OpenID Connect vs. SAML 2.0: Choosing the Right Authentication Protocol for AWS

3 min readApr 6, 2023

Introduction

Single sign-on (SSO) is a vital feature for modern applications, allowing users to access multiple services using a single set of credentials. Two widely used open standards for SSO are Security Assertion Markup Language 2.0 (SAML 2.0) and OpenID Connect (OIDC). Both standards facilitate authentication and authorization but differ in terms of protocol, token format, and use cases. This article will discuss the key differences between OIDC and SAML 2.0 and explore their use cases within the AWS ecosystem.

OIDC vs. SAML 2.0: A Brief Comparison

Before diving into the AWS-specific use cases, let’s briefly compare OIDC and SAML 2.0:

Protocol

OIDC is built on OAuth 2.0 and uses JSON Web Tokens (JWT) for token exchange. It relies on RESTful API communication.
SAML 2.0 is an XML-based standard that uses SOAP for communication.

Token Format

OIDC uses compact, URL-safe JWTs.
SAML 2.0 uses verbose XML-based SAML assertions.

Complexity

OIDC is relatively simple to implement, thanks to OAuth 2.0 and JWTs.
SAML 2.0 is more complex due to XML verbosity and SOAP-based communication.

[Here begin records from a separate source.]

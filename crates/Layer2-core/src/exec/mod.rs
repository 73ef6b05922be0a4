//! # Exec
//!
//! 외부 프로그램을 안전하게 실행하는 기반 계층.
//! 모든 behavior 의 외부 도구 호출은 여기를 거친다.

mod command;
mod executor;

pub use command::{
    quote_arg, ExecOutcome, ExecSpec, ExitKind, DEFAULT_GRACE_PERIOD, PASSTHROUGH_ENV,
};
pub use executor::ProcessExecutor;
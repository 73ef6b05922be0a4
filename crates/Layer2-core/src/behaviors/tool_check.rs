//! Tool Check Behaviors - 린터/타입 체커/테스트 실행기
//!
//! 명령줄은 설정에서만 온다:
//!
//! ```json
//! {
//!   "behaviors": {
//!     "lint": {
//!       "options": { "command": "eslint --max-warnings 0 {file}", "extensions": "ts,tsx" },
//!       "timeoutMs": 30000
//!     }
//!   }
//! }
//! ```
//!
//! `{file}` 은 수정된 파일 경로로 치환되고, 명령 문자열은 셸을 거치지 않고
//! 인자 벡터로 나뉜다.

use crate::exec::{ExecSpec, ExitKind};
use crate::hook::{Behavior, HookEventType, HookInvocationContext, HookResult, ToolMatcher};
use async_trait::async_trait;
use forgehook_foundation::Error;
use std::path::Path;
use tracing::debug;

/// 기본 타임아웃 (60초)
pub const DEFAULT_TIMEOUT_MS: u64 = 60_000;

/// 파일 경로 자리표시자
const FILE_PLACEHOLDER: &str = "{file}";

/// 파일을 수정하는 tool
const EDITING_TOOLS: &str = "Edit|MultiEdit|Write|NotebookEdit";

/// 설정된 외부 도구를 실행하는 behavior
#[derive(Debug, Clone)]
pub struct ToolCheckBehavior {
    name: String,
    description: String,
    events: Vec<HookEventType>,
    matcher: Option<ToolMatcher>,
}

impl ToolCheckBehavior {
    /// 새 tool check behavior
    pub fn new(
        name: impl Into<String>,
        description: impl Into<String>,
        events: Vec<HookEventType>,
        matcher: Option<ToolMatcher>,
    ) -> Self {
        Self {
            name: name.into(),
            description: description.into(),
            events,
            matcher,
        }
    }

    /// 수정된 파일에 린터 실행
    pub fn lint() -> Self {
        Self::new(
            "lint",
            "Run the configured linter on edited files",
            vec![HookEventType::PostToolUse],
            Some(ToolMatcher::new(EDITING_TOOLS)),
        )
    }

    /// 수정된 파일에 타입 체커 실행
    pub fn typecheck() -> Self {
        Self::new(
            "typecheck",
            "Run the configured type checker on edited files",
            vec![HookEventType::PostToolUse],
            Some(ToolMatcher::new(EDITING_TOOLS)),
        )
    }

    /// 턴 종료 시 테스트 실행
    pub fn test() -> Self {
        Self::new(
            "test",
            "Run the configured test command when the turn stops",
            vec![HookEventType::Stop],
            None,
        )
    }

    /// 확장자 필터 통과 여부 (필터 없으면 통과)
    fn extension_allowed(extensions: &[String], file: &str) -> bool {
        if extensions.is_empty() {
            return true;
        }
        let Some(ext) = Path::new(file).extension().and_then(|e| e.to_str()) else {
            return false;
        };
        extensions
            .iter()
            .any(|allowed| allowed.trim_start_matches('.').eq_ignore_ascii_case(ext))
    }

    /// 명령 문자열을 인자 벡터로 (`{file}` 치환)
    fn build_argv(command: &str, file: Option<&str>) -> Result<Vec<String>, String> {
        let argv = shlex::split(command)
            .ok_or_else(|| format!("cannot parse command line: {}", command))?;
        if argv.is_empty() {
            return Err("command line is empty".to_string());
        }

        Ok(argv
            .into_iter()
            .map(|arg| match file {
                Some(file) => arg.replace(FILE_PLACEHOLDER, file),
                None => arg,
            })
            .collect())
    }
}

#[async_trait]
impl Behavior for ToolCheckBehavior {
    fn name(&self) -> &str {
        &self.name
    }

    fn description(&self) -> &str {
        &self.description
    }

    fn events(&self) -> Vec<HookEventType> {
        self.events.clone()
    }

    fn tool_matcher(&self) -> Option<ToolMatcher> {
        self.matcher.clone()
    }

    async fn execute(&self, ctx: &HookInvocationContext) -> HookResult {
        let Some(command) = ctx.settings.option_str("command") else {
            debug!(behavior = %self.name, "No command configured");
            return HookResult::success();
        };

        let file = ctx.payload.file_path();
        if command.contains(FILE_PLACEHOLDER) && file.is_none() {
            debug!(behavior = %self.name, "Command needs a file but payload has none");
            return HookResult::success();
        }
        if let Some(file) = file {
            if !Self::extension_allowed(&ctx.settings.option_list("extensions"), file) {
                debug!(behavior = %self.name, file, "Extension not checked");
                return HookResult::success();
            }
        }

        let argv = match Self::build_argv(command, file) {
            Ok(argv) => argv,
            Err(message) => {
                return Error::Config(format!("{}: {}", self.name, message)).into();
            }
        };

        let timeout_ms = ctx.timeout_ms(DEFAULT_TIMEOUT_MS);
        let spec = ExecSpec::new(&argv[0])
            .args(argv[1..].iter().cloned())
            .current_dir(&ctx.project_root)
            .timeout_ms(timeout_ms);

        debug!(behavior = %self.name, command = %spec.display(), "Running tool check");

        let outcome = match ctx.executor.run(&spec).await {
            Ok(outcome) => outcome,
            Err(e) => return e.into(),
        };

        match outcome.exit {
            ExitKind::Exited(0) => HookResult::success(),
            ExitKind::Exited(code) => {
                let output = strip_ansi_escapes::strip_str(outcome.combined_output());
                let err = Error::ToolFailed {
                    tool: self.name.clone(),
                    code,
                };
                HookResult::block(format!("{}:\n{}", err, output.trim_end()))
            }
            ExitKind::TimedOut => Error::ToolTimeout {
                tool: self.name.clone(),
                timeout_ms,
            }
            .into(),
            ExitKind::Signaled(signal) => {
                HookResult::error(format!("{} terminated by signal {}", self.name, signal))
            }
        }
    }
}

OIDC and SAML 2.0 in the AWS Context

Now let’s explore how OIDC and SAML 2.0 can be used within the AWS ecosystem:

AWS Cognito

AWS Cognito is a fully managed service that provides user sign-up, sign-in, and access control for web and mobile applications. Cognito supports both OIDC and SAML 2.0 identity providers (IdPs).

OIDC: Cognito integrates easily with OIDC providers such as Google, Facebook, and Amazon. This benefits developer who want a quick and straightforward SSO implementation for their web or mobile applications.
SAML 2.0: Cognito supports SAML 2.0 IdPs, like Active Directory Federation Services (AD FS) and Okta. This is useful for organizations with existing SAML 2.0-based infrastructure and wanting to incorporate AWS services into their SSO environment.

AWS Single Sign-On (SSO)

AWS SSO simplifies the management of multiple AWS accounts and business applications by providing a central location for managing SSO access. In addition, AWS SSO supports SAML 2.0-based identity providers.

SAML 2.0: Organizations can use AWS SSO with their existing SAML 2.0-based IdPs, like AD FS, Okta, or Azure AD, to streamline user access to AWS accounts, AWS Management Console, and third-party applications.

API Gateway and Lambda Authorizers

AWS API Gateway is a managed service that help developers in creating, publishing, and managing APIs for applications easy. In addition, Lambda authorizers provide a way to control access to your APIs using custom logic.

OIDC: You can use an OIDC token to authenticate and authorize access to your APIs by implementing a Lambda authorizer. This approach is suitable for modern applications with API-based services.
SAML 2.0: While using SAML 2.0 tokens with Lambda authorizers is possible, it’s less common due to the complexity and verbosity of XML-based tokens. Typically, OIDC is preferred in this scenario.

Conclusion

Choosing between OIDC and SAML 2.0 for your AWS environment depends on factors such as your existing infrastructure, the applications you’re working with, and your security and scalability requirements. OIDC is often more suitable for modern web and mobile applications, API-based services, and cloud-based solutions due to its simplicity and scalability. SAML 2.0 is more commonly used in enterprise environments with existing SAML 2.0-based infrastructure and a need for compatibility with legacy applications.

When deciding, evaluating your organization’s specific needs and constraints is crucial. By understanding the differences between OIDC and SAML 2.0 and their use cases in the AWS ecosystem, you can make an informed choice and implement a robust, secure, and efficient authentication and authorization solution for your applications and services.